Selena Gomez Opens Up About Her Struggles With Body Dysmorphia, Bipolar Disorder and More
Cover Image Source: Getty Images | Photo by Emma McIntyre

Selena Gomez has never shied away from difficult conversations. She's braved many crises in her life, her very painful breakup with Justin Bieber, her Lupus, her diagnosis of Bipolar Disorder, and even struggling to fit into the perfect body type. 

In a new interview with Fast Company, the Kill 'Em With Kindness singer opens up about her struggles, discussing her brand Rare Beauty, and the life-turning events that led her to found this company. In 2016, Gomez canceled the last leg of her Revival tour due to mental health challenges that involved "crying jags and bouts of hopelessness," per the magazine. She sought assistance and spent 90 days at a Tennessee facility. A kidney transplant was performed in 2017 as a result of a lupus diagnosis and the stress with accompanying clinical flare-ups.

Cover Image Source: Getty Images | Photo by Monica Schipper
Image Source: Getty Images | Photo by Monica Schipper

 

Gomez, who had recently broken up with her long-term on-again, off-again lover Justin Bieber, recognized throughout her recovery that social media had grown to be too much for her. “I had just gotten my heart broken. I didn’t need to see what everyone was doing,” she says. “Then there were those moments of not feeling positive about how I looked because of what I’d see on Instagram. 'Wow, I wish my body looked like that'.” 

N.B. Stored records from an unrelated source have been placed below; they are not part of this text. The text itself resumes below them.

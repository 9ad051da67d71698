//! Binary entrypoint: read feed queries as JSON lines from stdin, write
//! rendered pages as JSON lines to stdout.
//!
//! Each input line is a FeedQuery. Output lines are either:
//! - A FeedPage (the requested page of the filtered incidents)
//! - An ErrorOutput (when the query fails validation)
//!
//! Incidents come from the file named by INCIDENT_FEED_DATA, or the
//! built-in sample list when it is unset. Logs go to stderr.

use incident_feed::config::ENV_DATA;
use incident_feed::types::ErrorOutput;
use incident_feed::{Config, Feed, FeedError, FeedQuery, IncidentSource, JsonFileSource, StaticSource};
use std::io::{self, BufRead, Write};
use tracing::{error, info};

fn main() {
  tracing_subscriber::fmt()
    .with_writer(io::stderr)
    .with_env_filter(tracing_subscriber::EnvFilter::from_default_env())
    .init();

  let feed = match load_feed() {
    Ok(f) => f,
    Err(e) => {
      error!("incident-feed: startup failed: {}", e);
      std::process::exit(1);
    }
  };
  info!(
    incidents = feed.incidents().len(),
    page_size = feed.config().page_size,
    "incident-feed ready"
  );

  let stdin = io::stdin();
  let stdout = io::stdout();
  let mut out = io::BufWriter::new(stdout.lock());

  for line in stdin.lock().lines() {
    let line = match line {
      Ok(l) => l,
      Err(e) => {
        error!("incident-feed: read error: {}", e);
        std::process::exit(1);
      }
    };

    // Skip blank lines.
    let trimmed = line.trim();
    if trimmed.is_empty() {
      continue;
    }

    let raw: FeedQuery = match serde_json::from_str(trimmed) {
      Ok(v) => v,
      Err(e) => {
        let err = ErrorOutput::new(format!("json parse: {}", e));
        let _ = serde_json::to_writer(&mut out, &err);
        let _ = writeln!(out);
        continue;
      }
    };

    match feed.query(&raw) {
      Ok(page) => {
        let _ = serde_json::to_writer(&mut out, &page);
        let _ = writeln!(out);
      }
      Err(e) => {
        let err = match &e {
          FeedError::Validation { field, reason } => ErrorOutput::new(reason.clone()).with_field(field.clone()),
          _ => ErrorOutput::new(e.to_string()),
        };
        let _ = serde_json::to_writer(&mut out, &err);
        let _ = writeln!(out);
      }
    }
  }

  let _ = out.flush();
}

fn load_feed() -> Result<Feed, FeedError> {
  let config = Config::from_env()?;
  let source: Box<dyn IncidentSource> = match std::env::var(ENV_DATA) {
    Ok(path) if !path.trim().is_empty() => {
      info!(path = %path, "loading incidents from file");
      Box::new(JsonFileSource::new(path))
    }
    _ => Box::new(StaticSource::sample()),
  };
  Feed::from_source(source.as_ref(), config)
}
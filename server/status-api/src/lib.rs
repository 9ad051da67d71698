//! Status Dashboard API
//!
//! HTTP service exposing service-health cards and the incident feed.
//! Bind to 127.0.0.1 by default (internal only).

mod handlers;
mod state;
mod types;

pub use handlers::{feed, health, incidents_health, list_incidents, list_services, router};
pub use state::{AppState, ServerConfig};
pub use types::HealthReply;
//! Status Dashboard Incident Feed — deterministic filter/sort/paginate engine.
//!
//! Takes an incident list from an injected source, applies status, severity,
//! service and ID-search predicates, orders by most recent start, and slices
//! the result into fixed-size pages rendered as cards with pagination
//! metadata. Also carries the service-health catalog shown on the dashboard.
//!
//! No DB, no network; pure computation over an in-memory list.

pub mod config;
pub mod engine;
pub mod error;
pub mod filter;
pub mod paginate;
pub mod query;
pub mod render;
pub mod services;
pub mod source;
pub mod types;

pub use config::Config;
pub use engine::{Feed, IncidentsView};
pub use error::FeedError;
pub use source::{IncidentSource, JsonFileSource, StaticSource};
pub use types::{FeedPage, FeedQuery, FilterState, Incident};
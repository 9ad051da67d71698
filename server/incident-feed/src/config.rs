//! Feed configuration with sane defaults, overridable from the environment.

use chrono::{FixedOffset, Offset, Utc};

use crate::error::FeedError;

/// Incidents shown per page.
pub const PAGE_SIZE: usize = 10;

/// Reference offset used to render incident start dates (UTC+03:00).
const DEFAULT_UTC_OFFSET_SECS: i32 = 3 * 3600;

pub const ENV_PAGE_SIZE: &str = "INCIDENT_FEED_PAGE_SIZE";
pub const ENV_UTC_OFFSET: &str = "INCIDENT_FEED_UTC_OFFSET";
pub const ENV_DATA: &str = "INCIDENT_FEED_DATA";

#[derive(Debug, Clone)]
pub struct Config {
  /// Page window length. Always >= 1.
  pub page_size: usize,
  /// Fixed offset for the "Date : ..." line of each card.
  pub display_offset: FixedOffset,
}

impl Default for Config {
  fn default() -> Self {
    Self {
      page_size: PAGE_SIZE,
      display_offset: FixedOffset::east_opt(DEFAULT_UTC_OFFSET_SECS).unwrap_or_else(|| Utc.fix()),
    }
  }
}

impl Config {
  /// Build from process environment variables.
  pub fn from_env() -> Result<Self, FeedError> {
    Self::from_lookup(|key| std::env::var(key).ok())
  }

  /// Build from an arbitrary key lookup; unset keys keep their defaults.
  pub fn from_lookup<F>(lookup: F) -> Result<Self, FeedError>
  where
    F: Fn(&str) -> Option<String>,
  {
    let mut config = Self::default();

    if let Some(raw) = lookup(ENV_PAGE_SIZE) {
      let size: usize = raw
        .trim()
        .parse()
        .map_err(|_| FeedError::validation(ENV_PAGE_SIZE, "expected a positive integer"))?;
      if size == 0 {
        return Err(FeedError::validation(ENV_PAGE_SIZE, "must be >= 1"));
      }
      config.page_size = size;
    }

    if let Some(raw) = lookup(ENV_UTC_OFFSET) {
      config.display_offset = raw
        .trim()
        .parse::<FixedOffset>()
        .map_err(|e| FeedError::parse(format!("{}: invalid UTC offset {:?}: {}", ENV_UTC_OFFSET, raw, e)))?;
    }

    Ok(config)
  }
}
//! Page-window slicing and previous/next navigation.

/// One page of an already filtered and sorted sequence.
#[derive(Debug, Clone, PartialEq, Eq)]
pub struct PageWindow<'a, T> {
  pub items: &'a [T],
  pub page: u32,
  /// `ceil(len / page_size)`; zero for an empty sequence.
  pub total_pages: u32,
}

impl<T> PageWindow<'_, T> {
  /// Total shown in the "Page X / Y" indicator, never below 1.
  pub fn displayed_total_pages(&self) -> u32 {
    self.total_pages.max(1)
  }

  pub fn previous(&self) -> Option<u32> {
    previous_page(self.page)
  }

  pub fn next(&self) -> Option<u32> {
    next_page(self.page, self.total_pages)
  }
}

pub fn total_pages(len: usize, page_size: usize) -> u32 {
  let pages = len.div_ceil(page_size.max(1));
  u32::try_from(pages).unwrap_or(u32::MAX)
}

/// Slice out the 1-based `page` of `filtered`.
///
/// A page outside `1..=total_pages` yields an empty slice; the page number
/// itself is passed through unchanged.
pub fn compute_page<T>(filtered: &[T], page: u32, page_size: usize) -> PageWindow<'_, T> {
  let page_size = page_size.max(1);
  let total_pages = total_pages(filtered.len(), page_size);

  let items = match (page as usize).checked_sub(1) {
    Some(index) => {
      let start = index.saturating_mul(page_size).min(filtered.len());
      let end = start.saturating_add(page_size).min(filtered.len());
      &filtered[start..end]
    }
    None => &filtered[..0],
  };

  PageWindow {
    items,
    page,
    total_pages,
  }
}

/// Target of the "Précédent" button, or `None` while it is disabled.
pub fn previous_page(page: u32) -> Option<u32> {
  if page == 1 {
    None
  } else {
    Some(page.saturating_sub(1).max(1))
  }
}

/// Target of the "Suivant" button, or `None` while it is disabled.
pub fn next_page(page: u32, total_pages: u32) -> Option<u32> {
  if total_pages == 0 || page == total_pages {
    None
  } else {
    Some(page.saturating_add(1).min(total_pages))
  }
}
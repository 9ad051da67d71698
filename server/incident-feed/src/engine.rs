//! Feed engine: holds the loaded incident list, evaluates queries and
//! opens per-viewer views with their own filter state.

use tracing::debug;

use crate::config::Config;
use crate::error::FeedError;
use crate::filter;
use crate::paginate;
use crate::query;
use crate::render;
use crate::source::IncidentSource;
use crate::types::*;

/// The incident store plus everything derived once from it.
pub struct Feed {
  config: Config,
  incidents: Vec<Incident>,
  service_options: Vec<String>,
}

impl Feed {
  pub fn new(incidents: Vec<Incident>, config: Config) -> Self {
    let service_options = filter::derive_service_options(&incidents);
    Self {
      config,
      incidents,
      service_options,
    }
  }

  pub fn with_defaults(incidents: Vec<Incident>) -> Self {
    Self::new(incidents, Config::default())
  }

  pub fn from_source(source: &dyn IncidentSource, config: Config) -> Result<Self, FeedError> {
    let incidents = source.load()?;
    debug!(count = incidents.len(), "feed loaded");
    Ok(Self::new(incidents, config))
  }

  pub fn config(&self) -> &Config {
    &self.config
  }

  /// Incidents in source order.
  pub fn incidents(&self) -> &[Incident] {
    &self.incidents
  }

  pub fn service_options(&self) -> &[String] {
    &self.service_options
  }

  /// Render the page described by `state`.
  pub fn evaluate(&self, state: &FilterState) -> FeedPage {
    let filtered = filter::compute_filtered(&self.incidents, state);
    let window = paginate::compute_page(&filtered, state.page, self.config.page_size);
    debug!(
      matches = filtered.len(),
      page = state.page,
      total_pages = window.total_pages,
      "feed evaluated"
    );
    render::feed_page(&window, filtered.len(), state, &self.service_options, &self.config)
  }

  /// Parse a raw query and render the matching page.
  pub fn query(&self, raw: &FeedQuery) -> Result<FeedPage, FeedError> {
    let state = query::parse(raw)?;
    Ok(self.evaluate(&state))
  }

  /// Open a view with default filters.
  pub fn view(&self) -> IncidentsView<'_> {
    IncidentsView {
      feed: self,
      state: FilterState::default(),
    }
  }
}

/// One open incidents page. Filter state lives as long as the view.
pub struct IncidentsView<'a> {
  feed: &'a Feed,
  state: FilterState,
}

impl<'a> IncidentsView<'a> {
  pub fn state(&self) -> &FilterState {
    &self.state
  }

  pub fn set_status_filter(&mut self, status: Filter<IncidentStatus>) {
    self.state.set_status(status);
  }

  pub fn set_sev_filter(&mut self, sev: Filter<u8>) {
    self.state.set_sev(sev);
  }

  pub fn set_service_filter(&mut self, service: Filter<String>) {
    self.state.set_service(service);
  }

  pub fn set_search_query(&mut self, search: impl Into<String>) {
    self.state.set_search(search);
  }

  /// Current filtered and sorted set, ignoring the page cursor.
  pub fn filtered(&self) -> Vec<&'a Incident> {
    let feed: &'a Feed = self.feed;
    filter::compute_filtered(&feed.incidents, &self.state)
  }

  fn total_pages(&self) -> u32 {
    paginate::total_pages(self.filtered().len(), self.feed.config.page_size)
  }

  /// "Précédent". Returns false when the button is disabled.
  pub fn previous_page(&mut self) -> bool {
    match paginate::previous_page(self.state.page) {
      Some(p) => {
        self.state.page = p;
        true
      }
      None => false,
    }
  }

  /// "Suivant". Returns false when the button is disabled.
  pub fn next_page(&mut self) -> bool {
    match paginate::next_page(self.state.page, self.total_pages()) {
      Some(p) => {
        self.state.page = p;
        true
      }
      None => false,
    }
  }

  pub fn render(&self) -> FeedPage {
    self.feed.evaluate(&self.state)
  }
}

Trolls on the internet had a field day in 2018 when pictures of Selena Gomez in a bikini on a boat in Australia surfaced. She no longer had the figure of her younger self, and the scars from her kidney surgery were obvious—a reality that had already been made abundantly evident to her at a fitting for a fashion magazine. Before, she’d “had a teenager’s body,” she says. Now, “none of the sample sizes were fitting, and that would make me feel embarrassed. Although how unrealistic is it to expect a normal woman’s body not to change?”



 

 

Gomez abruptly paused her self-exile from social media after learning of snide remarks about how she looked in the paparazzi images and responded with a hard hand. She attacked the beauty myth in an Instagram post that she dictated to her assistant and that received more than 3 million likes. “The beauty myth—an obsession with physical perfection that traps modern woman in an endless cycle of hopelessness, self-consciousness, and self-hatred as she tries to fulfill society’s impossible definition of flawless beauty,” she wrote.



 

 

Although she knew after 2016 that her mental health challenges were bad, she didn't reveal her bipolar disorder until 2020, when she was detached amid the pandemic like the rest of us and engaged Miley Cyrus in a one-on-one conversation on Instagram Live. Looking back, she now realizes she was grateful. “I went through a really hard season. It was my highs and my lows, and I didn’t know what to do, so I couldn’t control it. I would want to cancel things. It was just a tormented feeling. That’s why, when I found out my diagnosis, it was just, ‘Oh, okay, I feel a bit relieved, I understand a bit more.’ I got second opinions. I went to doctors.”

She concluded with gratitude, adding, “I’m fortunate enough to be able to have people who can help me survive every day.”